#### ACTIVITY
Repeat every entry exactly. Leave nothing out.

#### DATA PROVIDED
//! Pairwise density and force accumulation.
//!
//! Both passes visit each unordered pair once, from its lower index, and
//! update both particles: the kernels are symmetric (density) and
//! antisymmetric (forces), so one evaluation serves both sides. A particle can
//! be updated as `j` by one worker while another worker owns it as `i`, so
//! every accumulator write is an atomic add into scratch arrays owned by
//! [`SimState`]. Results are copied into the particles once the pass is done.

use glam::Vec3;
use rayon::prelude::*;

use crate::atomic::{AtomicF32, AtomicVec3};
use crate::kernels::SphKernels;
use crate::params::{Execution, NeighborSearch, SimParams};
use crate::particle::Particle;
use crate::spatial_hash::{hash_particles, SpatialHash};
use crate::SimState;

/// Per-step accumulators, reused across steps.
#[derive(Debug, Default)]
pub(crate) struct Accumulators {
    density: Vec<AtomicF32>,
    acceleration: Vec<AtomicVec3>,
}

fn for_each_particle<F>(execution: Execution, n: usize, f: F)
where
    F: Fn(usize) + Sync + Send,
{
    match execution {
        Execution::Parallel => (0..n).into_par_iter().for_each(f),
        Execution::Serial => (0..n).for_each(f),
    }
}

fn for_each_particle_mut<F>(execution: Execution, particles: &mut [Particle], f: F)
where
    F: Fn(usize, &mut Particle) + Sync + Send,
{
    match execution {
        Execution::Parallel => particles
            .par_iter_mut()
            .enumerate()
            .for_each(|(i, p)| f(i, p)),
        Execution::Serial => particles.iter_mut().enumerate().for_each(|(i, p)| f(i, p)),
    }
}

/// Visit every pair `(i, j)` with `j > i` that the search strategy proposes.
///
/// Pairs are not distance-filtered here; `visit` does that.
fn for_each_pair<F>(
    execution: Execution,
    search: NeighborSearch,
    hash: &SpatialHash,
    particles: &[Particle],
    h: f32,
    visit: F,
) where
    F: Fn(usize, usize) + Sync + Send,
{
    let n = particles.len();
    match search {
        NeighborSearch::Bucketed => {
            let grid = hash.grid();
            for_each_particle(execution, n, |i| {
                let bins = grid.particle_neighborhood(particles[i].position, h);
                for j in hash.candidates(&bins) {
                    if j > i {
                        visit(i, j);
                    }
                }
            });
        }
        NeighborSearch::BruteForce => {
            for_each_particle(execution, n, |i| {
                for j in (i + 1)..n {
                    visit(i, j);
                }
            });
        }
    }
}

#[inline]
fn update_density(pi: &Particle, pj: &Particle, rho_i: &AtomicF32, rho_j: &AtomicF32, kernels: &SphKernels) {
    let r2 = pi.position.distance_squared(pj.position);
    if r2 < kernels.h2 {
        let rho_ij = kernels.density_contribution(r2);
        rho_i.fetch_add(rho_ij);
        rho_j.fetch_add(rho_ij);
    }
}

#[inline]
fn update_forces(pi: &Particle, pj: &Particle, a_i: &AtomicVec3, a_j: &AtomicVec3, kernels: &SphKernels) {
    let dx = pi.position - pj.position;
    if dx.length_squared() < kernels.h2 {
        let dv = pi.velocity - pj.velocity;
        let delta = kernels.pair_acceleration(dx, dv, pi.density, pj.density);
        a_i.add(delta);
        a_j.sub(delta);
    }
}

/// Recompute every particle's density from the current hash table.
///
/// The hash table must have been rebuilt for the current positions. If the
/// particle count changed since the last rebuild the table is rebuilt here
/// first, since its links would point past the array.
pub fn compute_density(state: &mut SimState, params: &SimParams) {
    if state.hash.indexed_len() != state.particles.len() {
        log::debug!(
            "hash indexes {} particles but state holds {}; rebuilding",
            state.hash.indexed_len(),
            state.particles.len()
        );
        hash_particles(state, params.h);
    }

    let kernels = SphKernels::new(params, state.mass);
    let execution = state.config.execution;
    let search = state.config.neighbor_search;
    let SimState {
        particles,
        hash,
        scratch,
        ..
    } = state;

    let n = particles.len();
    scratch.density.resize_with(n, AtomicF32::default);
    let density = &scratch.density;

    {
        let particles: &[Particle] = particles;

        for_each_particle(execution, n, |i| density[i].store(kernels.self_density));

        for_each_pair(execution, search, hash, particles, params.h, |i, j| {
            update_density(&particles[i], &particles[j], &density[i], &density[j], &kernels);
        });
    }

    for_each_particle_mut(execution, particles, |i, p| p.density = density[i].load());

    if log::log_enabled!(log::Level::Trace) && n > 0 {
        let (min, max) = particles
            .iter()
            .fold((f32::INFINITY, f32::NEG_INFINITY), |(lo, hi), p| {
                (lo.min(p.density), hi.max(p.density))
            });
        log::trace!("density range over {} particles: [{}, {}]", n, min, max);
    }
}

/// Rebuild the hash, refresh densities, then accumulate pressure and viscosity
/// accelerations on top of gravity.
pub fn compute_accel(state: &mut SimState, params: &SimParams) {
    hash_particles(state, params.h);
    compute_density(state, params);

    let kernels = SphKernels::new(params, state.mass);
    let gravity = Vec3::new(0.0, -params.g, 0.0);
    let execution = state.config.execution;
    let search = state.config.neighbor_search;
    let SimState {
        particles,
        hash,
        scratch,
        ..
    } = state;

    let n = particles.len();
    scratch.acceleration.resize_with(n, AtomicVec3::default);
    let acceleration = &scratch.acceleration;

    {
        let particles: &[Particle] = particles;

        for_each_particle(execution, n, |i| acceleration[i].store(gravity));

        for_each_pair(execution, search, hash, particles, params.h, |i, j| {
            update_forces(
                &particles[i],
                &particles[j],
                &acceleration[i],
                &acceleration[j],
                &kernels,
            );
        });
    }

    for_each_particle_mut(execution, particles, |i, p| {
        p.acceleration = acceleration[i].load();
    });
}
//! Z-order (Morton) encoding of 3D grid coordinates.
//!
//! Bits of the three coordinates are interleaved so that x lands in bit 0, y in
//! bit 1 and z in bit 2 of every 3-bit group. Neighboring cells therefore get
//! numerically close ids, which keeps bucket heads for a neighborhood close
//! together in memory.

/// Spread the low 10 bits of `v` so they occupy every third bit.
#[inline]
fn part1by2(v: u32) -> u32 {
    let mut x = v & 0x0000_03ff;
    x = (x | (x << 16)) & 0xff00_00ff;
    x = (x | (x << 8)) & 0x0300_f00f;
    x = (x | (x << 4)) & 0x030c_30c3;
    x = (x | (x << 2)) & 0x0924_9249;
    x
}

/// Inverse of [`part1by2`].
#[inline]
fn compact1by2(v: u32) -> u32 {
    let mut x = v & 0x0924_9249;
    x = (x | (x >> 2)) & 0x030c_30c3;
    x = (x | (x >> 4)) & 0x0300_f00f;
    x = (x | (x >> 8)) & 0xff00_00ff;
    x = (x | (x >> 16)) & 0x0000_03ff;
    x
}

/// Encode a grid coordinate as a Morton index.
///
/// Each coordinate must already be reduced to `[0, grid_dim)` with
/// `grid_dim <= 1024`; higher bits are ignored.
#[inline]
pub fn encode(ix: u32, iy: u32, iz: u32) -> u32 {
    part1by2(ix) | (part1by2(iy) << 1) | (part1by2(iz) << 2)
}

/// Recover the grid coordinate from a Morton index.
#[inline]
pub fn decode(code: u32) -> (u32, u32, u32) {
    (compact1by2(code), compact1by2(code >> 1), compact1by2(code >> 2))
}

#### ANSWER
//! Pairwise density and force accumulation.
//!
//! Both passes visit each unordered pair once, from its lower index, and
//! update both particles: the kernels are symmetric (density) and
//! antisymmetric (forces), so one evaluation serves both sides. A particle can
//! be updated as `j` by one worker while another worker owns it as `i`, so
//! every accumulator write is an atomic add into scratch arrays owned by
//! [`SimState`]. Results are copied into the particles once the pass is done.

use glam::Vec3;
use rayon::prelude::*;

use crate::atomic::{AtomicF32, AtomicVec3};
use crate::kernels::SphKernels;
use crate::params::{Execution, NeighborSearch, SimParams};
use crate::particle::Particle;
use crate::spatial_hash::{hash_particles, SpatialHash};
use crate::SimState;

/// Per-step accumulators, reused across steps.
#[derive(Debug, Default)]
pub(crate) struct Accumulators {
    density: Vec<AtomicF32>,
    acceleration: Vec<AtomicVec3>,
}

fn for_each_particle<F>(execution: Execution, n: usize, f: F)
where
    F: Fn(usize) + Sync + Send,
{
    match execution {
        Execution::Parallel => (0..n).into_par_iter().for_each(f),
        Execution::Serial => (0..n).for_each(f),
    }
}

fn for_each_particle_mut<F>(execution: Execution, particles: &mut [Particle], f: F)
where
    F: Fn(usize, &mut Particle) + Sync + Send,
{
    match execution {
        Execution::Parallel => particles
            .par_iter_mut()
            .enumerate()
            .for_each(|(i, p)| f(i, p)),
        Execution::Serial => particles.iter_mut().enumerate().for_each(|(i, p)| f(i, p)),
    }
}

/// Visit every pair `(i, j)` with `j > i` that the search strategy proposes.
///
/// Pairs are not distance-filtered here; `visit` does that.
fn for_each_pair<F>(
    execution: Execution,
    search: NeighborSearch,
    hash: &SpatialHash,
    particles: &[Particle],
    h: f32,
    visit: F,
) where
    F: Fn(usize, usize) + Sync + Send,
{
    let n = particles.len();
    match search {
        NeighborSearch::Bucketed => {
            let grid = hash.grid();
            for_each_particle(execution, n, |i| {
                let bins = grid.particle_neighborhood(particles[i].position, h);
                for j in hash.candidates(&bins) {
                    if j > i {
                        visit(i, j);
                    }
                }
            });
        }
        NeighborSearch::BruteForce => {
            for_each_particle(execution, n, |i| {
                for j in (i + 1)..n {
                    visit(i, j);
                }
            });
        }
    }
}

#[inline]
fn update_density(pi: &Particle, pj: &Particle, rho_i: &AtomicF32, rho_j: &AtomicF32, kernels: &SphKernels) {
    let r2 = pi.position.distance_squared(pj.position);
    if r2 < kernels.h2 {
        let rho_ij = kernels.density_contribution(r2);
        rho_i.fetch_add(rho_ij);
        rho_j.fetch_add(rho_ij);
    }
}

#[inline]
fn update_forces(pi: &Particle, pj: &Particle, a_i: &AtomicVec3, a_j: &AtomicVec3, kernels: &SphKernels) {
    let dx = pi.position - pj.position;
    if dx.length_squared() < kernels.h2 {
        let dv = pi.velocity - pj.velocity;
        let delta = kernels.pair_acceleration(dx, dv, pi.density, pj.density);
        a_i.add(delta);
        a_j.sub(delta);
    }
}

/// Recompute every particle's density from the current hash table.
///
/// The hash table must have been rebuilt for the current positions. If the
/// particle count changed since the last rebuild the table is rebuilt here
/// first, since its links would point past the array.
pub fn compute_density(state: &mut SimState, params: &SimParams) {
    if state.hash.indexed_len() != state.particles.len() {
        log::debug!(
            "hash indexes {} particles but state holds {}; rebuilding",
            state.hash.indexed_len(),
            state.particles.len()
        );
        hash_particles(state, params.h);
    }

    let kernels = SphKernels::new(params, state.mass);
    let execution = state.config.execution;
    let search = state.config.neighbor_search;
    let SimState {
        particles,
        hash,
        scratch,
        ..
    } = state;

    let n = particles.len();
    scratch.density.resize_with(n, AtomicF32::default);
    let density = &scratch.density;

    {
        let particles: &[Particle] = particles;

        for_each_particle(execution, n, |i| density[i].store(kernels.self_density));

        for_each_pair(execution, search, hash, particles, params.h, |i, j| {
            update_density(&particles[i], &particles[j], &density[i], &density[j], &kernels);
        });
    }

    for_each_particle_mut(execution, particles, |i, p| p.density = density[i].load());

    if log::log_enabled!(log::Level::Trace) && n > 0 {
        let (min, max) = particles
            .iter()
            .fold((f32::INFINITY, f32::NEG_INFINITY), |(lo, hi), p| {
                (lo.min(p.density), hi.max(p.density))
            });
        log::trace!("density range over {} particles: [{}, {}]", n, min, max);
    }
}

/// Rebuild the hash, refresh densities, then accumulate pressure and viscosity
/// accelerations on top of gravity.
pub fn compute_accel(state: &mut SimState, params: &SimParams) {
    hash_particles(state, params.h);
    compute_density(state, params);

    let kernels = SphKernels::new(params, state.mass);
    let gravity = Vec3::new(0.0, -params.g, 0.0);
    let execution = state.config.execution;
    let search = state.config.neighbor_search;
    let SimState {
        particles,
        hash,
        scratch,
        ..
    } = state;

    let n = particles.len();
    scratch.acceleration.resize_with(n, AtomicVec3::default);
    let acceleration = &scratch.acceleration;

    {
        let particles: &[Particle] = particles;

        for_each_particle(execution, n, |i| acceleration[i].store(gravity));

        for_each_pair(execution, search, hash, particles, params.h, |i, j| {
            update_forces(
                &particles[i],
                &particles[j],
                &acceleration[i],
                &acceleration[j],
                &kernels,
            );
        });
    }

    for_each_particle_mut(execution, particles, |i, p| {
        p.acceleration = acceleration[i].load();
    });
}
//! Z-order (Morton) encoding of 3D grid coordinates.
//!
//! Bits of the three coordinates are interleaved so that x lands in bit 0, y in
//! bit 1 and z in bit 2 of every 3-bit group. Neighboring cells therefore get
//! numerically close ids, which keeps bucket heads for a neighborhood close
//! together in memory.

/// Spread the low 10 bits of `v` so they occupy every third bit.
#[inline]
fn part1by2(v: u32) -> u32 {
    let mut x = v & 0x0000_03ff;
    x = (x | (x << 16)) & 0xff00_00ff;
    x = (x | (x << 8)) & 0x0300_f00f;
    x = (x | (x << 4)) & 0x030c_30c3;
    x = (x | (x << 2)) & 0x0924_9249;
    x
}

/// Inverse of [`part1by2`].
#[inline]
fn compact1by2(v: u32) -> u32 {
    let mut x = v & 0x0924_9249;
    x = (x | (x >> 2)) & 0x030c_30c3;
    x = (x | (x >> 4)) & 0x0300_f00f;
    x = (x | (x >> 8)) & 0xff00_00ff;
    x = (x | (x >> 16)) & 0x0000_03ff;
    x
}

/// Encode a grid coordinate as a Morton index.
///
/// Each coordinate must already be reduced to `[0, grid_dim)` with
/// `grid_dim <= 1024`; higher bits are ignored.
#[inline]
pub fn encode(ix: u32, iy: u32, iz: u32) -> u32 {
    part1by2(ix) | (part1by2(iy) << 1) | (part1by2(iz) << 2)
}

/// Recover the grid coordinate from a Morton index.
#[inline]
pub fn decode(code: u32) -> (u32, u32, u32) {
    (compact1by2(code), compact1by2(code >> 1), compact1by2(code >> 2))
}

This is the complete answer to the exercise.